(EXERCISE INPUTS):
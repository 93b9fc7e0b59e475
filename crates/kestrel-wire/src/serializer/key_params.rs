//! Encoding of the key-related parameter block shared by every operation:
//! protocol, key ID and counterparty.

use k256::{elliptic_curve::sec1::ToEncodedPoint, PublicKey};
use kestrel_key_deriv::{Counterparty, Protocol, SecurityLevel};

use crate::{
    buf::{Reader, Writer},
    error::WireError,
};

const TAG_UNINITIALIZED: u8 = 0;
const TAG_ANYONE: u8 = 1;
const TAG_SELF: u8 = 2;
const TAG_OTHER: u8 = 3;

pub(crate) fn encode_key_params(
    writer: &mut Writer,
    protocol: &Protocol,
    key_id: &str,
    counterparty: &Counterparty,
) {
    writer.write_byte(protocol.security_level as u8);
    writer.write_string(&protocol.name);
    writer.write_string(key_id);
    encode_counterparty(writer, counterparty);
}

pub(crate) fn decode_key_params(
    reader: &mut Reader<'_>,
) -> Result<(Protocol, String, Counterparty), WireError> {
    let level = reader.read_byte()?;
    let security_level =
        SecurityLevel::try_from(level).map_err(|_| WireError::InvalidSecurityLevel(level))?;
    let name = reader.read_string()?;
    let key_id = reader.read_string()?;
    let counterparty = decode_counterparty(reader)?;
    Ok((
        Protocol {
            security_level,
            name,
        },
        key_id,
        counterparty,
    ))
}

pub(crate) fn encode_counterparty(writer: &mut Writer, counterparty: &Counterparty) {
    match counterparty {
        Counterparty::Uninitialized => writer.write_byte(TAG_UNINITIALIZED),
        Counterparty::Anyone => writer.write_byte(TAG_ANYONE),
        Counterparty::Myself => writer.write_byte(TAG_SELF),
        Counterparty::Other(key) => {
            writer.write_byte(TAG_OTHER);
            writer.write_bytes(key.to_encoded_point(true).as_bytes());
        }
    }
}

pub(crate) fn decode_counterparty(reader: &mut Reader<'_>) -> Result<Counterparty, WireError> {
    match reader.read_byte()? {
        TAG_UNINITIALIZED => Ok(Counterparty::Uninitialized),
        TAG_ANYONE => Ok(Counterparty::Anyone),
        TAG_SELF => Ok(Counterparty::Myself),
        TAG_OTHER => {
            let bytes = reader.read_bytes(33)?;
            let key = PublicKey::from_sec1_bytes(bytes).map_err(|_| WireError::InvalidPublicKey)?;
            Ok(Counterparty::Other(key))
        }
        other => Err(WireError::BadCounterpartyTag(other)),
    }
}
//! Child-key derivation from a root key, counterparty and invoice number.

use k256::{PublicKey, SecretKey};
use kestrel_primitives::{
    anyone_public_key, anyone_secret_key, derive_child_public, derive_child_secret,
    shared_secret_x, KeyError, SymmetricKey,
};

use crate::{
    invoice::{compute_invoice_number, InvoiceError},
    types::{Counterparty, Protocol},
};

/// Error while deriving a key.
#[derive(Debug, thiserror::Error)]
pub enum DerivationError {
    /// The `(protocol, keyID)` pair failed invoice-number validation.
    #[error(transparent)]
    Invoice(#[from] InvoiceError),

    /// Symmetric keys cannot be derived with the holder themself as
    /// counterparty: both sides of the exchange would be one entity.
    #[error("cannot derive a symmetric key for self")]
    SelfSymmetricForbidden,

    /// An uninitialised counterparty reached the deriver. Callers substitute
    /// a per-operation default before deriving.
    #[error("counterparty must be initialised before derivation")]
    UninitializedCounterparty,

    /// The elliptic-curve derivation itself failed.
    #[error(transparent)]
    Key(#[from] KeyError),
}

/// Derives per-context keys from a root private key.
///
/// The root may be a specific identity or the well-known "anyone" key
/// (scalar 1); all operations work with either.
#[derive(Clone)]
pub struct KeyDeriver {
    root: SecretKey,
    root_public: PublicKey,
}

impl KeyDeriver {
    /// Create a deriver over a root private key.
    pub fn new(root: SecretKey) -> Self {
        let root_public = root.public_key();
        Self { root, root_public }
    }

    /// Create a deriver over the "anyone" key.
    pub fn anyone() -> Self {
        Self::new(anyone_secret_key())
    }

    /// The root identity's public key.
    pub fn root_public_key(&self) -> &PublicKey {
        &self.root_public
    }

    /// Derive a per-context public key.
    ///
    /// With `for_self` the result is the public half of the holder's own
    /// derived private key; without it, the counterpart's view
    /// (`counterpartyPub + t·G`). The two agree across parties.
    pub fn derive_public(
        &self,
        protocol: &Protocol,
        key_id: &str,
        counterparty: &Counterparty,
        for_self: bool,
    ) -> Result<PublicKey, DerivationError> {
        let counterparty_key = self.normalize_counterparty(counterparty)?;
        let invoice_number = compute_invoice_number(protocol, key_id)?;

        if for_self {
            let child = derive_child_secret(&self.root, &counterparty_key, &invoice_number)?;
            Ok(child.public_key())
        } else {
            Ok(derive_child_public(
                &counterparty_key,
                &self.root,
                &invoice_number,
            )?)
        }
    }

    /// Derive a per-context private key for signing or ECDH.
    pub fn derive_private(
        &self,
        protocol: &Protocol,
        key_id: &str,
        counterparty: &Counterparty,
    ) -> Result<SecretKey, DerivationError> {
        let counterparty_key = self.normalize_counterparty(counterparty)?;
        let invoice_number = compute_invoice_number(protocol, key_id)?;
        Ok(derive_child_secret(
            &self.root,
            &counterparty_key,
            &invoice_number,
        )?)
    }

    /// Derive a per-context 32-byte symmetric key: the x-coordinate of the
    /// ECDH point between the derived private key and the derived public
    /// key.
    ///
    /// `Myself` is rejected before any curve work; `Anyone` is rewritten to
    /// the concrete generator point so both sides agree on the context.
    pub fn derive_symmetric(
        &self,
        protocol: &Protocol,
        key_id: &str,
        counterparty: &Counterparty,
    ) -> Result<SymmetricKey, DerivationError> {
        let counterparty = match counterparty {
            Counterparty::Myself => return Err(DerivationError::SelfSymmetricForbidden),
            Counterparty::Anyone => Counterparty::Other(anyone_public_key()),
            other => other.clone(),
        };

        let derived_public = self.derive_public(protocol, key_id, &counterparty, false)?;
        let derived_private = self.derive_private(protocol, key_id, &counterparty)?;

        Ok(SymmetricKey::from_bytes(shared_secret_x(
            &derived_private,
            &derived_public,
        )))
    }

    /// Resolve a counterparty to a concrete public key.
    fn normalize_counterparty(
        &self,
        counterparty: &Counterparty,
    ) -> Result<PublicKey, DerivationError> {
        match counterparty {
            Counterparty::Uninitialized => Err(DerivationError::UninitializedCounterparty),
            Counterparty::Anyone => Ok(anyone_public_key()),
            Counterparty::Myself => Ok(self.root_public),
            Counterparty::Other(key) => Ok(*key),
        }
    }
}

impl std::fmt::Debug for KeyDeriver {
    fn fmt(&self, f: &mut std::fmt::Formatter<'_>) -> std::fmt::Result {
        f.debug_struct("KeyDeriver")
            .field("root_public", &self.root_public)
            .finish_non_exhaustive()
    }
}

(EXERCISE REQUIREMENTS):
If a line in the records has the word "holder", copy that line.

(SOLVED PROBLEM):
    /// Symmetric keys cannot be derived with the holder themself as
    /// With `for_self` the result is the public half of the holder's own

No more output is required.